Inauguration proves a unique teaching tool
Much like earlier generations of school children learned that Abraham Lincoln rose from humble beginnings to become president, Starside Elementary School students are learning what made the man who will lead the country starting Tuesday.
“I didn’t know his real father and mother were separated and that he had a rough childhood and that helped him be caring,” said Starside fourth-grader Hadyn McGrew of Barack Obama.
The lesson Starside students are learning as school counselor, Paula Henderson, read each class the book “Barack” is that character counts. Caring and citizenship took center stage this week as students learned more about president-elect Obama and the upcoming inauguration.
The children’s book illustrates the life of the country’s next president. The book chronicles his birth in Hawaii, his childhood, community involvement and careers.
“I’m using it for character education,” Henderson said. “I’ll read them the book and we’ll talk about what characters we saw in the book.”
Henderson said the pillars of caring and citizenship were obvious in the book.
“Right now, the spotlight is on caring and the next is citizenship, so this book is perfect,” she said.
Henderson said the lessons from “Barack” fit perfectly with the inauguration next week.
“It kind of fits here,” she said. “They are going to be hearing that name a lot, and I think they need to know what’s happening and who these people are.
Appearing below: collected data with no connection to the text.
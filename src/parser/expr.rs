use sqlparser::ast::{Expr, UnaryOperator, Value};

use crate::parser::names::ident_name;

/// A column operand as written in the query, with normalized parts.
#[derive(Debug, Clone, PartialEq, Eq, Hash)]
pub struct ColumnRef {
    /// Table name or alias preceding the column, if any.
    pub qualifier: Option<String>,
    /// Column name.
    pub column: String,
}

/// Classify an operand as a column reference.
///
/// Supports plain identifiers (`owner_id`), qualified identifiers (`m.owner_id`,
/// `app.messages.owner_id`) and parenthesized forms of either. For three-part
/// names the qualifier is the table component.
pub fn column_reference(expr: &Expr) -> Option<ColumnRef> {
    match expr {
        Expr::Identifier(ident) => Some(ColumnRef {
            qualifier: None,
            column: ident_name(ident),
        }),
        Expr::CompoundIdentifier(parts) => {
            let (column, rest) = parts.split_last()?;
            Some(ColumnRef {
                qualifier: rest.last().map(ident_name),
                column: ident_name(column),
            })
        }
        Expr::Nested(inner) => column_reference(inner),
        _ => None,
    }
}

/// Returns `true` when the operand is a constant: number, string, or a
/// non-empty tuple of constants.
///
/// Placeholders, `NULL` and booleans are not constants here: they do not pin
/// the compared column to a caller-supplied value.
pub fn is_literal_value(expr: &Expr) -> bool {
    match expr {
        Expr::Value(v) => is_literal(&v.value),
        Expr::UnaryOp {
            op: UnaryOperator::Minus | UnaryOperator::Plus,
            expr,
        } => matches!(expr.as_ref(), Expr::Value(v) if matches!(v.value, Value::Number(..))),
        Expr::Nested(inner) => is_literal_value(inner),
        Expr::Tuple(items) => is_literal_list(items),
        _ => false,
    }
}

/// Returns `true` for a non-empty list that starts with a constant.
///
/// Only the first element is inspected: `(1, user_id)` is a literal list,
/// `(user_id, 1)` is not.
pub fn is_literal_list(items: &[Expr]) -> bool {
    items.first().is_some_and(is_literal_value)
}

fn is_literal(value: &Value) -> bool {
    matches!(
        value,
        Value::Number(..)
            | Value::SingleQuotedString(_)
            | Value::DoubleQuotedString(_)
            | Value::NationalStringLiteral(_)
            | Value::EscapedStringLiteral(_)
    )
}
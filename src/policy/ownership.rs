use std::collections::HashSet;

use regex::{Regex, RegexBuilder};

use crate::error::GateError;
use crate::parser::names::normalize_relation_name;
use crate::policy::config::SafetyConfig;

/// A compiled ownership-column pattern.
///
/// The pattern must match the whole `qualifier.column` text, ignoring case.
#[derive(Debug, Clone)]
pub struct OwnershipPattern {
    source: String,
    regex: Regex,
}

impl OwnershipPattern {
    /// Compile a pattern as written in the configuration.
    pub fn new(pattern: &str) -> Result<Self, GateError> {
        let regex = RegexBuilder::new(&format!("^(?:{pattern})$"))
            .case_insensitive(true)
            .build()
            .map_err(|source| GateError::InvalidPattern {
                pattern: pattern.to_string(),
                source,
            })?;
        Ok(Self {
            source: pattern.to_string(),
            regex,
        })
    }

    /// Pattern text as configured.
    pub fn as_str(&self) -> &str {
        &self.source
    }

    /// Returns `true` when the qualified column name matches.
    pub fn matches(&self, qualified_column: &str) -> bool {
        self.regex.is_match(qualified_column)
    }
}

/// Immutable, compiled form of a [`SafetyConfig`].
#[derive(Debug, Clone)]
pub struct SafetyPolicy {
    safe_tables: HashSet<String>,
    patterns: Vec<OwnershipPattern>,
}

impl SafetyPolicy {
    /// Compile a configuration, validating every ownership pattern.
    pub fn compile(config: &SafetyConfig) -> Result<Self, GateError> {
        let safe_tables = config
            .safe_tables
            .iter()
            .map(|t| normalize_relation_name(t))
            .collect();
        let patterns = config
            .ownership_columns
            .iter()
            .map(|p| OwnershipPattern::new(p))
            .collect::<Result<Vec<_>, _>>()?;
        Ok(Self {
            safe_tables,
            patterns,
        })
    }

    /// Returns `true` when the normalized table name is allow-listed.
    pub fn is_safe_table(&self, table: &str) -> bool {
        self.safe_tables.contains(table)
    }

    /// First pattern, in configuration order, matching the qualified column.
    pub fn matching_pattern(&self, qualified_column: &str) -> Option<&OwnershipPattern> {
        self.patterns.iter().find(|p| p.matches(qualified_column))
    }

    /// Compiled ownership patterns in configuration order.
    pub fn patterns(&self) -> &[OwnershipPattern] {
        &self.patterns
    }
}

impl Default for SafetyPolicy {
    /// Compiles [`SafetyConfig::default`].
    fn default() -> Self {
        Self::compile(&SafetyConfig::default()).expect("built-in ownership patterns compile")
    }
}
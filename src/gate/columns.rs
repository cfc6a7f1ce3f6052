use sqlparser::ast::{BinaryOperator, Expr, Statement};

use crate::gate::tables::{select_body, FromScope};
use crate::parser::expr::{column_reference, is_literal_list, is_literal_value, ColumnRef};

/// Columns pinned to a literal anywhere in the statement's `WHERE` conjunction,
/// rendered as `qualifier.column`.
pub fn extract_filter_columns(stmt: &Statement, scope: &FromScope) -> Vec<String> {
    select_body(stmt)
        .and_then(|select| select.selection.as_ref())
        .map(|selection| filter_columns(selection, scope))
        .unwrap_or_default()
}

/// Walk a filter expression through `AND` and parentheses, collecting the
/// columns of every comparison against a literal.
///
/// `OR`, `NOT` and any other shape end the walk for that branch.
pub fn filter_columns(expr: &Expr, scope: &FromScope) -> Vec<String> {
    let mut columns = Vec::new();
    collect_conjunction(expr, scope, &mut columns);
    columns
}

fn collect_conjunction(expr: &Expr, scope: &FromScope, out: &mut Vec<String>) {
    match expr {
        Expr::BinaryOp {
            left,
            op: BinaryOperator::And,
            right,
        } => {
            collect_conjunction(left, scope, out);
            collect_conjunction(right, scope, out);
        }
        Expr::Nested(inner) => collect_conjunction(inner, scope, out),
        _ => out.extend(
            comparison_columns(expr)
                .iter()
                .map(|column| scope.qualify(column)),
        ),
    }
}

/// Column operands of a single comparison whose other side is a literal.
///
/// Any comparison operator counts (`=`, `<=>`, `!=`, `<`, `<=`, `>`, `>=`),
/// as do `[NOT] IN (...)` and `[NOT] LIKE`. Each side is checked
/// independently; column-to-column comparisons yield nothing.
pub fn comparison_columns(expr: &Expr) -> Vec<ColumnRef> {
    match expr {
        Expr::BinaryOp { left, op, right } if is_comparison(op) => {
            column_against_literal(left, right)
        }
        Expr::Like { expr, pattern, .. } | Expr::ILike { expr, pattern, .. } => {
            column_against_literal(expr, pattern)
        }
        Expr::InList { expr, list, .. } => column_reference(expr)
            .filter(|_| is_literal_list(list))
            .into_iter()
            .collect(),
        _ => Vec::new(),
    }
}

fn is_comparison(op: &BinaryOperator) -> bool {
    matches!(
        op,
        BinaryOperator::Eq
            | BinaryOperator::NotEq
            | BinaryOperator::Lt
            | BinaryOperator::LtEq
            | BinaryOperator::Gt
            | BinaryOperator::GtEq
            | BinaryOperator::Spaceship
    )
}

fn column_against_literal(left: &Expr, right: &Expr) -> Vec<ColumnRef> {
    let mut columns = Vec::new();
    if let Some(column) = column_reference(left) {
        if is_literal_value(right) {
            columns.push(column);
        }
    }
    if let Some(column) = column_reference(right) {
        if is_literal_value(left) {
            columns.push(column);
        }
    }
    columns
}
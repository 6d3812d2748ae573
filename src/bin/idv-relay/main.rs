//! # Identity Verification Relay
//!
//! Serves the relay endpoints over HTTP. Configuration is read from the
//! environment (see [`idv_relay::config`]); log output is controlled with
//! `RUST_LOG`.

mod provider;

use std::process;

use idv_relay::config::Config;
use idv_relay::jwz::FsKeyLoader;
use tokio::net::TcpListener;
use tracing_subscriber::{EnvFilter, FmtSubscriber};

use crate::provider::Provider;

#[tokio::main]
async fn main() {
    let filter = EnvFilter::try_from_default_env().unwrap_or_else(|_| EnvFilter::new("info"));
    let subscriber = FmtSubscriber::builder().with_env_filter(filter).finish();
    tracing::subscriber::set_global_default(subscriber).expect("setting default subscriber failed");

    let config = match Config::from_env() {
        Ok(config) => config,
        Err(e) => {
            tracing::error!("invalid configuration: {e:#}");
            process::exit(1);
        }
    };
    tracing::info!(
        contract = %config.onchain_issuer_contract_address,
        network = %config.resolver_prefix(),
        audience = %config.audience,
        "relay configured"
    );
    tracing::warn!(
        "zero-knowledge proofs are checked for shape only, pairing and state checks are delegated"
    );

    let provider = Provider::new(config.metadata(), FsKeyLoader::new(&config.key_dir));

    let router = idv_relay::http::router(provider);

    let listener = TcpListener::bind(config.listen_addr).await.expect("should bind");
    tracing::info!("listening on {}", listener.local_addr().expect("local_addr should be set"));
    axum::serve(listener, router).with_graceful_shutdown(shutdown()).await.expect("should run");
}

async fn shutdown() {
    if let Err(e) = tokio::signal::ctrl_c().await {
        tracing::error!("failed to listen for shutdown signal: {e}");
        return;
    }
    tracing::info!("shutting down");
}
He certainly didn’t have an ideal childhood but what he’s made out of it is wonderful.”
Henderson visited fourth-graders Tuesday morning to read and discuss the book and inauguration.
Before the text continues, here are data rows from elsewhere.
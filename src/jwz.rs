//! # JWZ Token Verification
//!
//! A JWZ token is the wallet's authorization response wrapped in a
//! zero-knowledge envelope: three base64url segments holding a protected
//! header, the response message, and a proof that the sender controls the
//! identity named in the message.
//!
//! [`JwzVerifier`] implements the relay's [`Verifier`] capability for JWZ
//! tokens. It checks the envelope and checks the response answers the
//! request it is verified against. It then hands every proof, along with
//! the verification key for its circuit, to a [`ProofBackend`]. Proof
//! arithmetic and identity state resolution live behind that trait.

use std::future::Future;
use std::path::PathBuf;

use anyhow::{Context, anyhow, bail};
use base64ct::{Base64UrlUnpadded, Encoding};
use serde::{Deserialize, Serialize};
use serde::de::DeserializeOwned;
use serde_json::Value;

use crate::provider::{Resolvers, Result, Verifier, VerifyOptions};
use crate::types::{AUTH_RESPONSE_TYPE, AuthorizationRequest};

/// JWZ protected header.
#[derive(Clone, Debug, Deserialize, Serialize)]
pub struct Header {
    /// Proving system, e.g. `groth16`.
    pub alg: String,

    /// Circuit used to prove the token.
    #[serde(rename = "circuitId")]
    pub circuit_id: String,

    /// Header parameters the recipient must understand.
    #[serde(default, skip_serializing_if = "Vec::is_empty")]
    pub crit: Vec<String>,

    /// Media type of the token.
    #[serde(skip_serializing_if = "Option::is_none")]
    pub typ: Option<String>,
}

/// A Groth16 proof.
#[derive(Clone, Debug, Default, Deserialize, Serialize)]
pub struct Groth16Proof {
    /// Proof point A.
    pub pi_a: Vec<String>,

    /// Proof point B.
    pub pi_b: Vec<Vec<String>>,

    /// Proof point C.
    pub pi_c: Vec<String>,

    /// Proving protocol.
    #[serde(default)]
    pub protocol: String,

    /// Curve the proof is over.
    #[serde(default, skip_serializing_if = "String::is_empty")]
    pub curve: String,
}

/// A zero-knowledge proof with its public signals.
#[derive(Clone, Debug, Default, Deserialize, Serialize)]
pub struct ZkProof {
    /// The proof.
    pub proof: Groth16Proof,

    /// Public inputs and outputs of the circuit.
    pub pub_signals: Vec<String>,
}

/// The wallet's authorization response, carried as the JWZ payload.
#[derive(Clone, Debug, Default, Deserialize, Serialize)]
pub struct AuthorizationResponse {
    /// Unique message identifier.
    pub id: String,

    /// Media type of the message.
    #[serde(default, skip_serializing_if = "Option::is_none")]
    pub typ: Option<String>,

    /// Protocol message type.
    #[serde(rename = "type")]
    pub type_: String,

    /// Thread identifier copied from the request.
    pub thid: String,

    /// Identity of the responding subject.
    pub from: String,

    /// Identity the response is addressed to.
    #[serde(default, skip_serializing_if = "Option::is_none")]
    pub to: Option<String>,

    /// Response body.
    pub body: AuthorizationResponseBody,
}

/// The body of an [`AuthorizationResponse`].
#[derive(Clone, Debug, Default, Deserialize, Serialize)]
pub struct AuthorizationResponseBody {
    /// Signed message, when the request asked for one.
    #[serde(default, skip_serializing_if = "Option::is_none")]
    pub message: Option<String>,

    /// One proof per requested scope.
    #[serde(default)]
    pub scope: Vec<ScopeProof>,
}
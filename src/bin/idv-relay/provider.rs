use chrono::{DateTime, Utc};
use idv_relay::AuthorizationRequest;
use idv_relay::jwz::{FsKeyLoader, JwzVerifier, ShapeCheck};
use idv_relay::provider::{
    Metadata, RelayMetadata, Resolvers, Result, StateStore, Verifier, VerifyOptions,
};
use idv_relay::store::Sessions;
use serde::Serialize;
use serde::de::DeserializeOwned;

#[derive(Clone, Debug)]
pub struct Provider {
    sessions: Sessions,
    metadata: RelayMetadata,
    verifier: JwzVerifier<FsKeyLoader, ShapeCheck>,
}

impl Provider {
    #[must_use]
    pub fn new(metadata: RelayMetadata, keys: FsKeyLoader) -> Self {
        Self {
            sessions: Sessions::new(),
            metadata,
            verifier: JwzVerifier::new(keys, ShapeCheck),
        }
    }
}

impl idv_relay::provider::Provider for Provider {}

impl Metadata for Provider {
    async fn relay(&self) -> Result<RelayMetadata> {
        Ok(self.metadata.clone())
    }
}

impl StateStore for Provider {
    async fn put(&self, key: &str, state: impl Serialize + Send, dt: DateTime<Utc>) -> Result<()> {
        self.sessions.put(key, state, dt).await
    }

    async fn get<T: DeserializeOwned>(&self, key: &str) -> Result<Option<T>> {
        self.sessions.get(key).await
    }

    async fn swap(
        &self, key: &str, current: impl Serialize + Send, state: impl Serialize + Send,
        dt: DateTime<Utc>,
    ) -> Result<bool> {
        self.sessions.swap(key, current, state, dt).await
    }
}

impl Verifier for Provider {
    async fn verify(
        &self, token: &str, request: &AuthorizationRequest, resolvers: &Resolvers,
        options: &VerifyOptions,
    ) -> Result<String> {
        self.verifier.verify(token, request, resolvers, options).await
    }
}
McGrew said it was cool to learn how Obama grew up.
The class talked about Obama’s work caring for those less fortunate in Chicago and his sense of citizenship by stepping up and accepting the positions that he had.
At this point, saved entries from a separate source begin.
//! # Provider
//!
//! Implementers supply storage, configuration, and proof verification to the
//! relay through the traits in this module. The relay itself holds no
//! process-wide state.

use std::collections::HashMap;
use std::future::Future;
use std::time::Duration;

use chrono::{DateTime, TimeDelta, Utc};
use serde::{Deserialize, Serialize};
use serde::de::DeserializeOwned;
use serde_json::{Value, json};

use crate::state::Expire;
use crate::types::{AuthorizationRequest, ProofRequest};

/// Result is used for all external errors.
pub type Result<T, E = anyhow::Error> = std::result::Result<T, E>;

/// Relay Provider trait.
pub trait Provider: Metadata + StateStore + Verifier + Clone {}

/// The `Metadata` trait is used by implementers to provide relay
/// configuration to the library.
pub trait Metadata: Send + Sync {
    /// Relay configuration used when issuing requests and verifying responses.
    fn relay(&self) -> impl Future<Output = Result<RelayMetadata>> + Send;
}

/// `StateStore` is used to store and retrieve sessions between requests.
///
/// A `get` following a `put` or successful `swap` for the same key must
/// observe the write. Entries are removed only by expiry.
pub trait StateStore: Send + Sync {
    /// Store state using the provided key. The expiry parameter indicates
    /// when data can be expunged from the state store.
    fn put(
        &self, key: &str, state: impl Serialize + Send, expiry: DateTime<Utc>,
    ) -> impl Future<Output = Result<()>> + Send;

    /// Retrieve data using the provided key. Returns `None` when no live
    /// entry exists.
    fn get<T: DeserializeOwned>(&self, key: &str)
        -> impl Future<Output = Result<Option<T>>> + Send;

    /// Atomically replace the state stored under `key` with `state`, but only
    /// while the live entry still holds `current`. Returns `false`, leaving
    /// the store untouched, if the entry has changed, expired or been
    /// removed since `current` was read.
    fn swap(
        &self, key: &str, current: impl Serialize + Send, state: impl Serialize + Send,
        expiry: DateTime<Utc>,
    ) -> impl Future<Output = Result<bool>> + Send;
}

/// `Verifier` checks a proof token against the request it answers.
///
/// Verification covers the zero-knowledge proofs in the token and the
/// on-chain identity state they commit to. Both are opaque to the relay.
pub trait Verifier: Send + Sync {
    /// Verify `token` against `request`, returning the identity of the
    /// subject that produced it.
    fn verify(
        &self, token: &str, request: &AuthorizationRequest, resolvers: &Resolvers,
        options: &VerifyOptions,
    ) -> impl Future<Output = Result<String>> + Send;
}

/// Configuration the relay needs to issue requests and verify responses.
#[derive(Clone, Debug)]
pub struct RelayMetadata {
    /// Identity of the verifier, used as the `from` of issued requests.
    pub audience: String,

    /// Public base URL of the relay. Callback URLs are built from it.
    pub host_url: String,

    /// Reason shown to the holder.
    pub reason: String,

    /// The proof requested from the holder.
    pub query: ProofQuery,

    /// State resolvers, keyed by `<blockchain>:<network>`.
    pub resolvers: Resolvers,

    /// Options passed through to the verifier.
    pub options: VerifyOptions,

    /// How long a session lives after its last write.
    pub session_ttl: TimeDelta,

    /// Deadline for a single verification call.
    pub verify_timeout: Duration,
}

impl RelayMetadata {
    /// The URL the wallet posts its response to for `session_id`.
    #[must_use]
    pub fn callback_url(&self, session_id: &str) -> String {
        format!("{}/api/v1/callback?sessionId={session_id}", self.host_url.trim_end_matches('/'))
    }
}

impl Default for RelayMetadata {
    fn default() -> Self {
        Self {
            audience: String::new(),
            host_url: String::new(),
            reason: "test flow".to_string(),
            query: ProofQuery::default(),
            resolvers: Resolvers::default(),
            options: VerifyOptions::default(),
            session_ttl: Expire::Session.duration(),
            verify_timeout: Duration::from_secs(30),
        }
    }
}

/// A proof query over a single credential: the holder must prove that
/// `credentialSubject.<field>` equals `value` in a credential of
/// `credential_type` issued by one of `allowed_issuers`.
#[derive(Clone, Debug, Deserialize, Serialize, PartialEq, Eq)]
pub struct ProofQuery {
    /// Circuit the proof must be generated with.
    pub circuit_id: String,

    /// Issuers whose credentials are accepted. `*` accepts any issuer.
    pub allowed_issuers: Vec<String>,

    /// JSON-LD context of the credential schema.
    pub context: String,

    /// Credential type.
    pub credential_type: String,

    /// Credential subject field the predicate applies to.
    pub field: String,

    /// Value the field must equal.
    pub value: Value,
}

impl Default for ProofQuery {
    fn default() -> Self {
        Self {
            circuit_id: "credentialAtomicQuerySigV2".to_string(),
            allowed_issuers: vec!["*".to_string()],
            context: "ipfs://QmfN3SaKgvTFGVN4cXFH8oWtvvwEdVQ9aeBQcS4ACPW6Z5".to_string(),
            credential_type: "Identification".to_string(),
            field: "filehash".to_string(),
            value: Value::String("12345678".to_string()),
        }
    }
}

impl ProofQuery {
    /// Build the proof request sent to the wallet.
    #[must_use]
    pub fn to_request(&self, id: u32) -> ProofRequest {
        ProofRequest {
            id,
            circuit_id: self.circuit_id.clone(),
            query: json!({
                "allowedIssuers": self.allowed_issuers,
                "credentialSubject": {
                    (self.field.clone()): {"$eq": self.value},
                },
                "context": self.context,
                "type": self.credential_type,
            }),
        }
    }
}

/// A binding from a network to the endpoint and contract used to read
/// published identity state.
#[derive(Clone, Debug, Deserialize, Serialize, PartialEq, Eq)]
pub struct Resolver {
    /// RPC endpoint of the network.
    #[serde(rename = "networkURL")]
    pub network_url: String,

    /// Address of the identity state contract.
    #[serde(rename = "contractState")]
    pub contract_state: String,
}

/// State resolvers keyed by `<blockchain>:<network>`.
#[derive(Clone, Debug, Default, Deserialize, Serialize, PartialEq, Eq)]
#[serde(transparent)]
pub struct Resolvers(HashMap<String, Resolver>);

impl Resolvers {
    /// Create a resolver map.
    #[must_use]
    pub const fn new(resolvers: HashMap<String, Resolver>) -> Self {
        Self(resolvers)
    }

    /// The resolver for `prefix`, if configured.
    #[must_use]
    pub fn get(&self, prefix: &str) -> Option<&Resolver> {
        self.0.get(prefix)
    }

    /// Iterate over configured resolvers.
    pub fn iter(&self) -> impl Iterator<Item = (&String, &Resolver)> {
        self.0.iter()
    }

    /// The number of configured resolvers.
    #[must_use]
    pub fn len(&self) -> usize {
        self.0.len()
    }

    /// Whether no resolvers are configured.
    #[must_use]
    pub fn is_empty(&self) -> bool {
        self.0.is_empty()
    }
}

impl FromIterator<(String, Resolver)> for Resolvers {
    fn from_iter<I: IntoIterator<Item = (String, Resolver)>>(iter: I) -> Self {
        Self(iter.into_iter().collect())
    }
}

/// Options passed to the [`Verifier`].
#[derive(Clone, Debug, PartialEq, Eq)]
pub struct VerifyOptions {
    /// How long a superseded identity state is still accepted. Tolerates
    /// propagation lag between the wallet's view of the ledger and ours.
    pub accepted_state_transition_delay: Duration,
}

impl Default for VerifyOptions {
    fn default() -> Self {
        Self {
            accepted_state_transition_delay: Duration::from_secs(5 * 60),
        }
    }
}

#[cfg(test)]
mod tests {
    use super::*;

    #[test]
    fn default_query() {
        let request = ProofQuery::default().to_request(1);
        assert_eq!(request.circuit_id, "credentialAtomicQuerySigV2");
        assert_eq!(
            request.query,
            json!({
                "allowedIssuers": ["*"],
                "credentialSubject": {"filehash": {"$eq": "12345678"}},
                "context": "ipfs://QmfN3SaKgvTFGVN4cXFH8oWtvvwEdVQ9aeBQcS4ACPW6Z5",
                "type": "Identification",
            })
        );
    }

    #[test]
    fn callback_url() {
        let meta = RelayMetadata {
            host_url: "https://relay.example/".into(),
            ..RelayMetadata::default()
        };
        assert_eq!(meta.callback_url("42"), "https://relay.example/api/v1/callback?sessionId=42");
    }
}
Fourth-grader Gabrielle Mallozzi said she was excited for the inauguration after reading the book and talking in class.
“I’m excited because it’s a big deal; it’s our new president. You don’t get one every year,” she said.
Hadyn understood the importance of the inauguration.
“It doesn’t happen every year, only every four years,” he said. “It’s cool; we’re not going to happen next year. We’ll have to wait.”
Henderson said the inauguration was a great way to inform the students more about Obama, since they will he hearing from him a lot in the future.
The presentation also built on the schools election activities in the fall.
“We had our own election, and the kids voted,” she said. “And he won.”
Henderson said the lesson wasn’t a political statement. She would have done the same had John McCain won the presidency.